Government policies call for the “upgrading” of informal settlements and the formalization of residents’ occupation. But “there are still very, very, very few projects” of that nature in South Africa, Huchzermeyer says. “Even if it’s an informal settlement that’s been around for 20 years, there still seems to be a political wish to punish people for having done that.” The government wants people to go through the formal process of being given a house, she says – and for them to be thankful to the government for providing it.

At the municipal level, change will require “real leadership around informal settlement upgrading and around ensuring that land is available for people to occupy,” she says. 

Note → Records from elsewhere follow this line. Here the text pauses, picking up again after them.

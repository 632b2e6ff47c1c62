//! # syncbase - embedded real-time document layer
//!
//! syncbase is the storage core of a collaborative-board application: CRUD
//! documents, typed collections with secondary-index equality queries,
//! set-valued documents, and a publish/subscribe change bus, all over one
//! underlying key-value store. Every mutation fans out exactly one change
//! notification to all interested subscribers, even when the mutation is a
//! batch of independent per-item operations with partial failure.
//!
//! ## Features
//!
//! - **Document envelopes**: every payload is wrapped in creation/update
//!   metadata (`id`, timestamps, actor fields) and stored atomically.
//! - **Typed collections**: bulk add/update/delete with exactly one change
//!   message per batch, schema'd secondary indexes, exact-match queries.
//! - **Set documents**: the same envelope and lifecycle over a native set
//!   of string members.
//! - **Change bus**: named-channel pub/sub used internally for
//!   CREATE/UPDATE/DELETE announcements and exposed for ad-hoc channels.
//! - **Pluggable backend**: the four store primitives live behind the
//!   [`Backend`] trait; an in-process [`MemoryBackend`] ships in the box.
//!
//! ## Quick Start
//!
//! ```rust,no_run
//! use serde::{Deserialize, Serialize};
//! use syncbase::{Config, Patch, SyncBase};
//!
//! #[derive(Debug, Clone, Serialize, Deserialize)]
//! struct Card {
//!     title: String,
//!     votes: i64,
//! }
//!
//! #[tokio::main]
//! async fn main() -> syncbase::Result<()> {
//!     let base = SyncBase::init(Config::new("whiteboard")).await?;
//!     let cards = base.database().collection::<Card>("cards");
//!
//!     // Index and create
//!     cards
//!         .create_query_index(&serde_json::json!({"title": "", "votes": 0}))
//!         .await;
//!     let card_ref = cards
//!         .add_doc(Card { title: "retro".into(), votes: 0 }, "alice")
//!         .await
//!         .expect("write failed");
//!
//!     // React to changes from anywhere in the process
//!     let sub = cards.subscribe(|message| {
//!         println!("{} changed: {} docs", message.col(), message.docs().len());
//!     }).await?;
//!
//!     // Query and mutate
//!     let hits = cards.query("title", "retro").await;
//!     assert_eq!(hits.len(), 1);
//!     card_ref.update(&Patch::new().with("votes", 1), "bob", true).await;
//!
//!     // Subscriptions are scoped resources: close them.
//!     sub.close().await;
//!     Ok(())
//! }
//! ```
//!
//! ## Module Overview
//!
//! - [`config`]: Facade configuration
//! - [`node`]: The [`SyncBase`] facade and initialization order
//! - [`database`]: Typed collection/document accessors
//! - [`collection`]: Batch operations, indexes, queries, subscriptions
//! - [`doc`]: Document envelopes and per-document operations
//! - [`set_doc`]: Set-valued documents
//! - [`bus`]: Change messages and the pub/sub bus
//! - [`subscription`]: Scoped subscription teardown
//! - [`connection`]: Connection ownership and duplication
//! - [`backend`]: The four-primitive store abstraction
//! - [`auth`]: Identity records and sessions
//! - [`error`]: Error types and Result alias

#![forbid(unsafe_code)]
#![warn(missing_docs, clippy::all, clippy::pedantic)]

pub mod auth;
pub mod backend;
pub mod bus;
pub mod collection;
pub mod config;
pub mod connection;
pub mod database;
pub mod doc;
pub mod error;
pub mod node;
pub mod set_doc;
pub mod subscription;

// =============================================================================
// Public re-exports - the primary public API
// =============================================================================

pub use auth::{AuthProfile, AuthRecord, AuthStore, TEMPORARY_PROVIDERS};
pub use backend::{Backend, IndexDefinition, IndexField, IndexFieldKind, MemoryBackend};
pub use bus::{ChangeBus, ChangeMessage, DocUpdate, PubSub};
pub use collection::{BatchOutcome, Collection};
pub use config::{AuthConfig, Config, LogConfig};
pub use connection::{Connection, ConnectionManager};
pub use database::Database;
pub use doc::{Document, DocumentRef, Patch, WriteResult};
pub use error::{Error, Result};
pub use node::SyncBase;
pub use set_doc::{SetDocument, SetDocumentRef};
pub use subscription::Subscription;

// =============================================================================
// Constants
// =============================================================================

/// Key segment for document storage: `{project}:DB:{collection}:{id}`.
pub const DB_SEGMENT: &str = "DB";

/// Key segment for ad-hoc channels: `{project}:PUBSUB:{channel}`.
pub const PUBSUB_SEGMENT: &str = "PUBSUB";

/// Key segment for identity records: `{project}:AUTH:DB:{provider}{id}`.
pub const AUTH_SEGMENT: &str = "AUTH";

/// TTL value disabling expiration.
pub const NO_EXPIRY: i64 = -1;

/// Fixed page size for equality queries; results beyond it are truncated.
pub const QUERY_PAGE_LIMIT: usize = 1000;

Despite the end of enforced racial segregation, spacial apartheid remains a factor in South Africa. There are few mixed-income neighbourhoods. Those who can afford to often live behind walls in sprawling low-density suburbs, while the poor live in overcrowded slums and apartment buildings.

The creation of the apartheid city “didn't happen by chance,” says Amira Osman, a professor of architecture at the Tshwane University of Technology. “It was a deliberate, structured approach to the design of the city. We need a deliberate, structured approach that will undo that.”

Since last fall, Johannesburg’s Inclusionary Housing Policy has required developments of 20 or more units to set aside 30% of those units for low-income housing.

The policy, which faced significant opposition from private developers, won’t lead to dramatic change, says Sarah Charlton, a professor at the Centre for Urbanism and Built Environment Studies, but it is “an important and significant step.”

Zikode isn’t optimistic that change will come for shack dwellers, however.

“People in the high positions of authority pretend that everything is normal,” he says. “They pretend that everyone is treated justly, they pretend that everyone has homes with running water, that everyone has a piece of land – and hide the truth and the lies of our democracy.”